Top of SOURCE INFORMATION

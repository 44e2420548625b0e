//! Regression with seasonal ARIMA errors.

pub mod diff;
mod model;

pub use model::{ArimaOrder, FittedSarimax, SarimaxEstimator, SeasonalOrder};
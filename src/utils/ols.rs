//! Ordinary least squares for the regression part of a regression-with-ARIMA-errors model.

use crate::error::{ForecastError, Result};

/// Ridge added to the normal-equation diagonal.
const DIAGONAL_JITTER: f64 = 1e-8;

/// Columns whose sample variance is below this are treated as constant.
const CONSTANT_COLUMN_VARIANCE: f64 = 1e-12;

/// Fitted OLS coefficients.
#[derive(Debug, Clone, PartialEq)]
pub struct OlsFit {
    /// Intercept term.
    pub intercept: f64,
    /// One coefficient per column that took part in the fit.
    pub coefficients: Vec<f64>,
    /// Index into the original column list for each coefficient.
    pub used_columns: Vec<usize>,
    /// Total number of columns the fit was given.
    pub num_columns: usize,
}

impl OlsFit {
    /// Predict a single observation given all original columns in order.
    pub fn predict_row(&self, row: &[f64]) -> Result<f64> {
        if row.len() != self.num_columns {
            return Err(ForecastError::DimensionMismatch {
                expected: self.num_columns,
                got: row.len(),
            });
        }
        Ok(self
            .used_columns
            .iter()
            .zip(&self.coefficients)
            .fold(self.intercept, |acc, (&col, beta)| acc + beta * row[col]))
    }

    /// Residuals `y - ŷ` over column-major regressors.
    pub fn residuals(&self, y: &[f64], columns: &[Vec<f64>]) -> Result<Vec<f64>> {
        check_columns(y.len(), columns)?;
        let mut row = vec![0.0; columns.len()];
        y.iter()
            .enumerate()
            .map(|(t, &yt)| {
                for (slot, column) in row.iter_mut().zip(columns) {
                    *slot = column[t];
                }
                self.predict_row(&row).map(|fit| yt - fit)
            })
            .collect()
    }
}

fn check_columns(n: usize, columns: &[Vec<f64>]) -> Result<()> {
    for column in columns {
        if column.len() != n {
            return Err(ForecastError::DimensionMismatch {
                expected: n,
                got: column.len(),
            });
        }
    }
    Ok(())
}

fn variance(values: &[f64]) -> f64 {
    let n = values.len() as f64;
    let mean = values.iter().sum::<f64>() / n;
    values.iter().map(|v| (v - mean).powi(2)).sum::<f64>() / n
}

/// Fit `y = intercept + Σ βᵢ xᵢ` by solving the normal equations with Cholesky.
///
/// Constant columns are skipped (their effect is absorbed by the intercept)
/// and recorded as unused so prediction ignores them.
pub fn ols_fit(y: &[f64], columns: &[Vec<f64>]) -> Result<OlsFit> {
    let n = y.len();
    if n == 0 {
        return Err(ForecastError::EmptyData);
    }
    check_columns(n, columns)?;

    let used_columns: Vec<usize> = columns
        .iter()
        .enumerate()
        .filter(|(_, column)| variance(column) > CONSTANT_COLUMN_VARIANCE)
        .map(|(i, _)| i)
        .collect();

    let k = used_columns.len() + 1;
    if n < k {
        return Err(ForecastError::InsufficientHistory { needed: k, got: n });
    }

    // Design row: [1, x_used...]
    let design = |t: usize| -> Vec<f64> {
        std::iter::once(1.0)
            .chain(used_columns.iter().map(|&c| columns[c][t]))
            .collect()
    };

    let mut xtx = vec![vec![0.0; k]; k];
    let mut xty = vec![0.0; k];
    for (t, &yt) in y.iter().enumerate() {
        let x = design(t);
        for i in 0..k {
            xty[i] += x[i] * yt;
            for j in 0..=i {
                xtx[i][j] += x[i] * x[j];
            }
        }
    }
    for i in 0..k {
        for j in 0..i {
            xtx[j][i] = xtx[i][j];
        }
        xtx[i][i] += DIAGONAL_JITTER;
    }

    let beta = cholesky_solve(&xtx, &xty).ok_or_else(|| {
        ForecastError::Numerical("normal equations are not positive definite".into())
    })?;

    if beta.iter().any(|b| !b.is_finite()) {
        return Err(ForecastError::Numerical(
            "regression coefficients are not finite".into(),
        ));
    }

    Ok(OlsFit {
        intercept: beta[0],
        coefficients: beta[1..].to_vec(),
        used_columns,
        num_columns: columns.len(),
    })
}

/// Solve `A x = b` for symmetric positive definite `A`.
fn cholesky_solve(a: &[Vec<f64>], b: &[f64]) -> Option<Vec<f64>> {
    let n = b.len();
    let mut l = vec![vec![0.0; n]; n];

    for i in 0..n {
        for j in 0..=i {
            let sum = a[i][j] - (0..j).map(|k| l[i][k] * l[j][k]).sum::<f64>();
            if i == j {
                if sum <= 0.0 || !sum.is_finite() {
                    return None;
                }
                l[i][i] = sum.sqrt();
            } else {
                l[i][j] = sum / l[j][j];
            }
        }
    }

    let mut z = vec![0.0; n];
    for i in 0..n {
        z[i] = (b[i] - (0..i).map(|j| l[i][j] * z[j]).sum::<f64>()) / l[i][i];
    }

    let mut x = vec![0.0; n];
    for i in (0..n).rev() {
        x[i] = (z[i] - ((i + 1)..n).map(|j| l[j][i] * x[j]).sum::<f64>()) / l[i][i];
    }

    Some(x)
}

Bottom of SOURCE INFORMATION

TASK PROMPT: Reproduce each entry from the records above, character for character.

EXPECTED ANSWER:
repository 44e2420548625b0e
//! Regression with seasonal ARIMA errors.

pub mod diff;
mod model;

pub use model::{ArimaOrder, FittedSarimax, SarimaxEstimator, SeasonalOrder};
filename src/utils/ols.rs
//! Ordinary least squares for the regression part of a regression-with-ARIMA-errors model.

use crate::error::{ForecastError, Result};

/// Ridge added to the normal-equation diagonal.
const DIAGONAL_JITTER: f64 = 1e-8;

/// Columns whose sample variance is below this are treated as constant.
const CONSTANT_COLUMN_VARIANCE: f64 = 1e-12;

/// Fitted OLS coefficients.
#[derive(Debug, Clone, PartialEq)]
pub struct OlsFit {
    /// Intercept term.
    pub intercept: f64,
    /// One coefficient per column that took part in the fit.
    pub coefficients: Vec<f64>,
    /// Index into the original column list for each coefficient.
    pub used_columns: Vec<usize>,
    /// Total number of columns the fit was given.
    pub num_columns: usize,
}

impl OlsFit {
    /// Predict a single observation given all original columns in order.
    pub fn predict_row(&self, row: &[f64]) -> Result<f64> {
        if row.len() != self.num_columns {
            return Err(ForecastError::DimensionMismatch {
                expected: self.num_columns,
                got: row.len(),
            });
        }
        Ok(self
            .used_columns
            .iter()
            .zip(&self.coefficients)
            .fold(self.intercept, |acc, (&col, beta)| acc + beta * row[col]))
    }

    /// Residuals `y - ŷ` over column-major regressors.
    pub fn residuals(&self, y: &[f64], columns: &[Vec<f64>]) -> Result<Vec<f64>> {
        check_columns(y.len(), columns)?;
        let mut row = vec![0.0; columns.len()];
        y.iter()
            .enumerate()
            .map(|(t, &yt)| {
                for (slot, column) in row.iter_mut().zip(columns) {
                    *slot = column[t];
                }
                self.predict_row(&row).map(|fit| yt - fit)
            })
            .collect()
    }
}

fn check_columns(n: usize, columns: &[Vec<f64>]) -> Result<()> {
    for column in columns {
        if column.len() != n {
            return Err(ForecastError::DimensionMismatch {
                expected: n,
                got: column.len(),
            });
        }
    }
    Ok(())
}

fn variance(values: &[f64]) -> f64 {
    let n = values.len() as f64;
    let mean = values.iter().sum::<f64>() / n;
    values.iter().map(|v| (v - mean).powi(2)).sum::<f64>() / n
}

/// Fit `y = intercept + Σ βᵢ xᵢ` by solving the normal equations with Cholesky.
///
/// Constant columns are skipped (their effect is absorbed by the intercept)
/// and recorded as unused so prediction ignores them.
pub fn ols_fit(y: &[f64], columns: &[Vec<f64>]) -> Result<OlsFit> {
    let n = y.len();
    if n == 0 {
        return Err(ForecastError::EmptyData);
    }
    check_columns(n, columns)?;

    let used_columns: Vec<usize> = columns
        .iter()
        .enumerate()
        .filter(|(_, column)| variance(column) > CONSTANT_COLUMN_VARIANCE)
        .map(|(i, _)| i)
        .collect();

    let k = used_columns.len() + 1;
    if n < k {
        return Err(ForecastError::InsufficientHistory { needed: k, got: n });
    }

    // Design row: [1, x_used...]
    let design = |t: usize| -> Vec<f64> {
        std::iter::once(1.0)
            .chain(used_columns.iter().map(|&c| columns[c][t]))
            .collect()
    };

    let mut xtx = vec![vec![0.0; k]; k];
    let mut xty = vec![0.0; k];
    for (t, &yt) in y.iter().enumerate() {
        let x = design(t);
        for i in 0..k {
            xty[i] += x[i] * yt;
            for j in 0..=i {
                xtx[i][j] += x[i] * x[j];
            }
        }
    }
    for i in 0..k {
        for j in 0..i {
            xtx[j][i] = xtx[i][j];
        }
        xtx[i][i] += DIAGONAL_JITTER;
    }

    let beta = cholesky_solve(&xtx, &xty).ok_or_else(|| {
        ForecastError::Numerical("normal equations are not positive definite".into())
    })?;

    if beta.iter().any(|b| !b.is_finite()) {
        return Err(ForecastError::Numerical(
            "regression coefficients are not finite".into(),
        ));
    }

    Ok(OlsFit {
        intercept: beta[0],
        coefficients: beta[1..].to_vec(),
        used_columns,
        num_columns: columns.len(),
    })
}

/// Solve `A x = b` for symmetric positive definite `A`.
fn cholesky_solve(a: &[Vec<f64>], b: &[f64]) -> Option<Vec<f64>> {
    let n = b.len();
    let mut l = vec![vec![0.0; n]; n];

    for i in 0..n {
        for j in 0..=i {
            let sum = a[i][j] - (0..j).map(|k| l[i][k] * l[j][k]).sum::<f64>();
            if i == j {
                if sum <= 0.0 || !sum.is_finite() {
                    return None;
                }
                l[i][i] = sum.sqrt();
            } else {
                l[i][j] = sum / l[j][j];
            }
        }
    }

    let mut z = vec![0.0; n];
    for i in 0..n {
        z[i] = (b[i] - (0..i).map(|j| l[i][j] * z[j]).sum::<f64>()) / l[i][i];
    }

    let mut x = vec![0.0; n];
    for i in (0..n).rev() {
        x[i] = (z[i] - ((i + 1)..n).map(|j| l[j][i] * x[j]).sum::<f64>()) / l[i][i];
    }

    Some(x)
}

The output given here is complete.